» EXERCISE PROMPT: Going through the material below, please gather all lines with the word "AudioDriver" in them.

» INPUT DATA:
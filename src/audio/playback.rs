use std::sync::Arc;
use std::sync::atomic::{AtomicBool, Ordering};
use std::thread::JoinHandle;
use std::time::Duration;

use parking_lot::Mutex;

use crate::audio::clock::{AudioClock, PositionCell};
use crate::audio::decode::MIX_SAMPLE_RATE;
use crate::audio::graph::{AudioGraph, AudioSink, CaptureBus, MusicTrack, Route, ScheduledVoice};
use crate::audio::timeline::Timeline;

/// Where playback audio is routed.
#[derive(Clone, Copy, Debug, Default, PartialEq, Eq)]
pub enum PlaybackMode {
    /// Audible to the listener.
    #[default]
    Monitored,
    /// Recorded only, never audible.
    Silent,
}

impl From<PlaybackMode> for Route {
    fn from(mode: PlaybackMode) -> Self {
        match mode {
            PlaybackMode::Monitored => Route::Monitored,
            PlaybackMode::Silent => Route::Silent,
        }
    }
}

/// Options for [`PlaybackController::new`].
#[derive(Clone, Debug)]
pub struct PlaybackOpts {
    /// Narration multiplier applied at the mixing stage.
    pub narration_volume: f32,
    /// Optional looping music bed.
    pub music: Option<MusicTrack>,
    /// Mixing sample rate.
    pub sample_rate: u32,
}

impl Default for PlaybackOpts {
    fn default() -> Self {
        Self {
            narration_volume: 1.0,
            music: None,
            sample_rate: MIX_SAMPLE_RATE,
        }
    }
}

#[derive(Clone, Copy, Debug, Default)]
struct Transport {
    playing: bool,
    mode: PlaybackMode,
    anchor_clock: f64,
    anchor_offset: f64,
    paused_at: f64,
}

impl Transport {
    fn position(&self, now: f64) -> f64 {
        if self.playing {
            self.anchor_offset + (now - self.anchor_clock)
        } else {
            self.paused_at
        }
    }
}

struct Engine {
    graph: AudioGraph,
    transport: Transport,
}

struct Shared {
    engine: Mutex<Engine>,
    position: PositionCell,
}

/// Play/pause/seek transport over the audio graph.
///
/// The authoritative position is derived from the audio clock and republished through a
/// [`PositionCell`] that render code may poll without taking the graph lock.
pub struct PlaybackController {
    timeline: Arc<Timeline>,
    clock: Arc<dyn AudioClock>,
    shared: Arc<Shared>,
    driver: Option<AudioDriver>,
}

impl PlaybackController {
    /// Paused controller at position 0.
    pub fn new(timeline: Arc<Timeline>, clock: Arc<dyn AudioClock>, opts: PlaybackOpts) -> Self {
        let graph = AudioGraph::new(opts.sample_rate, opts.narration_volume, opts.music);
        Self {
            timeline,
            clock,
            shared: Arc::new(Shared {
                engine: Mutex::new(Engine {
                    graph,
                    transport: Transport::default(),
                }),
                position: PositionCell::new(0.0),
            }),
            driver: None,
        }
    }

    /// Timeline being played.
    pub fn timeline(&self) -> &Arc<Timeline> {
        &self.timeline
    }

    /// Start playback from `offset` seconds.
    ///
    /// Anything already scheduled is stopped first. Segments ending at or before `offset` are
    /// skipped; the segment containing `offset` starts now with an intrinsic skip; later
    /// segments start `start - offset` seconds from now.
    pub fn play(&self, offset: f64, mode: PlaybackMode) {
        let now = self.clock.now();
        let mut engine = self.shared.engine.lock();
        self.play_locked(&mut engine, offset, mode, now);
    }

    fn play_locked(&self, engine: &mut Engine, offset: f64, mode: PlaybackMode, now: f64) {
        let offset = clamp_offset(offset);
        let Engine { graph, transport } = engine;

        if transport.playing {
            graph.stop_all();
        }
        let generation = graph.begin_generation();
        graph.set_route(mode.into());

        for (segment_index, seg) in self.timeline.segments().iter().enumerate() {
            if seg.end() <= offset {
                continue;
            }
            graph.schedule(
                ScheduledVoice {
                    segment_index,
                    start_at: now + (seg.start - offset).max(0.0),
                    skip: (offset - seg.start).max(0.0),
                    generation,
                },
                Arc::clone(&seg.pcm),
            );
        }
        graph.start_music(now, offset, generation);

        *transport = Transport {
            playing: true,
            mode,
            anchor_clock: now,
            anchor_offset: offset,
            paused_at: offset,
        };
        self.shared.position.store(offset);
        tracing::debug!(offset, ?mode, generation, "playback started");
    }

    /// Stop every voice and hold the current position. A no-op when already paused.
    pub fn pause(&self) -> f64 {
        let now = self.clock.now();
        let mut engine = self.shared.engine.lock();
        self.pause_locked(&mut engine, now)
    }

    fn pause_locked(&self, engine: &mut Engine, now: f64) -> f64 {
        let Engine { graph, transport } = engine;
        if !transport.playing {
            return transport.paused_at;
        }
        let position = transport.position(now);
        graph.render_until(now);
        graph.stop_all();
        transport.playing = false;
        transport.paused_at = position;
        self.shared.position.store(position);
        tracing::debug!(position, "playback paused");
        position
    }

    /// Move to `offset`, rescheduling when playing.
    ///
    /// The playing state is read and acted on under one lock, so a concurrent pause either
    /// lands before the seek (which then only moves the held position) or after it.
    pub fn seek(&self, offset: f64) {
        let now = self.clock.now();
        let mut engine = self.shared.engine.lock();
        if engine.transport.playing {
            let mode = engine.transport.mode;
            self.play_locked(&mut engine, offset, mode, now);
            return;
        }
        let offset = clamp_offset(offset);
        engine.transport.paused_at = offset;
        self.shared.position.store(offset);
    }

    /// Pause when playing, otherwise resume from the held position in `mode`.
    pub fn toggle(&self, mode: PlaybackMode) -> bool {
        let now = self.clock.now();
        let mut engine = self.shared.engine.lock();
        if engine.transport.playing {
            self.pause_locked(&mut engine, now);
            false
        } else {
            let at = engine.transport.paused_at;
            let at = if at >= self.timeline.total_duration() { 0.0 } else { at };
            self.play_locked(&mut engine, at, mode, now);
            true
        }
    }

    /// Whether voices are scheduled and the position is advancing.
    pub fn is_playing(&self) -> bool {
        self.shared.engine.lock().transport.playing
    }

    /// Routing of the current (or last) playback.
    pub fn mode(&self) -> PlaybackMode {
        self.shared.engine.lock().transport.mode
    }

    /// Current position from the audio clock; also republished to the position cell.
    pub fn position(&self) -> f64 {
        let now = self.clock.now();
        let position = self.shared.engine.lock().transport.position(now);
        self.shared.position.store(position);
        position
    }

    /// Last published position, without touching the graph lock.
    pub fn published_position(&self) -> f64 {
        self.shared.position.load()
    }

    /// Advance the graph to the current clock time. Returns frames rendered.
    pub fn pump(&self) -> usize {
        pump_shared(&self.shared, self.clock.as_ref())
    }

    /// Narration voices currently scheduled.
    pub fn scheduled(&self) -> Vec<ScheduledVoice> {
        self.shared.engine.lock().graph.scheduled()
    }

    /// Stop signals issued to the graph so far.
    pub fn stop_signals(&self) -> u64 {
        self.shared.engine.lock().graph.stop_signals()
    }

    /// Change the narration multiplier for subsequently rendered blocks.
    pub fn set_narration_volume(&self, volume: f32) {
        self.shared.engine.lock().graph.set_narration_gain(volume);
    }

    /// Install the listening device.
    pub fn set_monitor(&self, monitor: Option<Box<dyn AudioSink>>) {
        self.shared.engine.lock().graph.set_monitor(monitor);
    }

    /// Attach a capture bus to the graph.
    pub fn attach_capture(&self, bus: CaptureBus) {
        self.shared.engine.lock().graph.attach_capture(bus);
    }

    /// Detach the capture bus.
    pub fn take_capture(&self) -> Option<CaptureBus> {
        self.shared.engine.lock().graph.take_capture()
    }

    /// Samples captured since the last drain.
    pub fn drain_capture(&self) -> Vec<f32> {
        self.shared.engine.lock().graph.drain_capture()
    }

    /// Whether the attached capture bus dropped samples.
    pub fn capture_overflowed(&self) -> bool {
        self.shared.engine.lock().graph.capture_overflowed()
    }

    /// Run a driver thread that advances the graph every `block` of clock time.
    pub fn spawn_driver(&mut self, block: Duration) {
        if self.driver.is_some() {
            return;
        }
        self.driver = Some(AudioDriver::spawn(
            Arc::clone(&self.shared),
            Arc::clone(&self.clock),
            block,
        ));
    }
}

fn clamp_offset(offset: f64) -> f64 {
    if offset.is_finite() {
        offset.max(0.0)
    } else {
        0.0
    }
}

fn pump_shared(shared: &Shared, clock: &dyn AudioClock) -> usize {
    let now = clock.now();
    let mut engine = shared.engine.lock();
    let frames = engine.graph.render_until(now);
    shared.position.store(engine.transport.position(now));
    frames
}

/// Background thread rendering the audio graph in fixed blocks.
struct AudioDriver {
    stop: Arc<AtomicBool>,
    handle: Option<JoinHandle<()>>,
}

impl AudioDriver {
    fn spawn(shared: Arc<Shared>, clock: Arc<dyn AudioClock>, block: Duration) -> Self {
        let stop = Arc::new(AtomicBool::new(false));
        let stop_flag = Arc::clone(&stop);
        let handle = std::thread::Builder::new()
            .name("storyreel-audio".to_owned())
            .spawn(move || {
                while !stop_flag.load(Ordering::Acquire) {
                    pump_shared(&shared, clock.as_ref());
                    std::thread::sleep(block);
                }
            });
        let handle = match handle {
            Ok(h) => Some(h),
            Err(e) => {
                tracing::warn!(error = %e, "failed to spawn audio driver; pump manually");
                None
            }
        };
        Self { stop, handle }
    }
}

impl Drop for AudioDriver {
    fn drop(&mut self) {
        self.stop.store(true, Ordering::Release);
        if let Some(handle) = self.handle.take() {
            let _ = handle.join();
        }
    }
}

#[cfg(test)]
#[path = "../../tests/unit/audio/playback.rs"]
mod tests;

» RESPONSE AREA:
    driver: Option<AudioDriver>,
        self.driver = Some(AudioDriver::spawn(
struct AudioDriver {
impl AudioDriver {
impl Drop for AudioDriver {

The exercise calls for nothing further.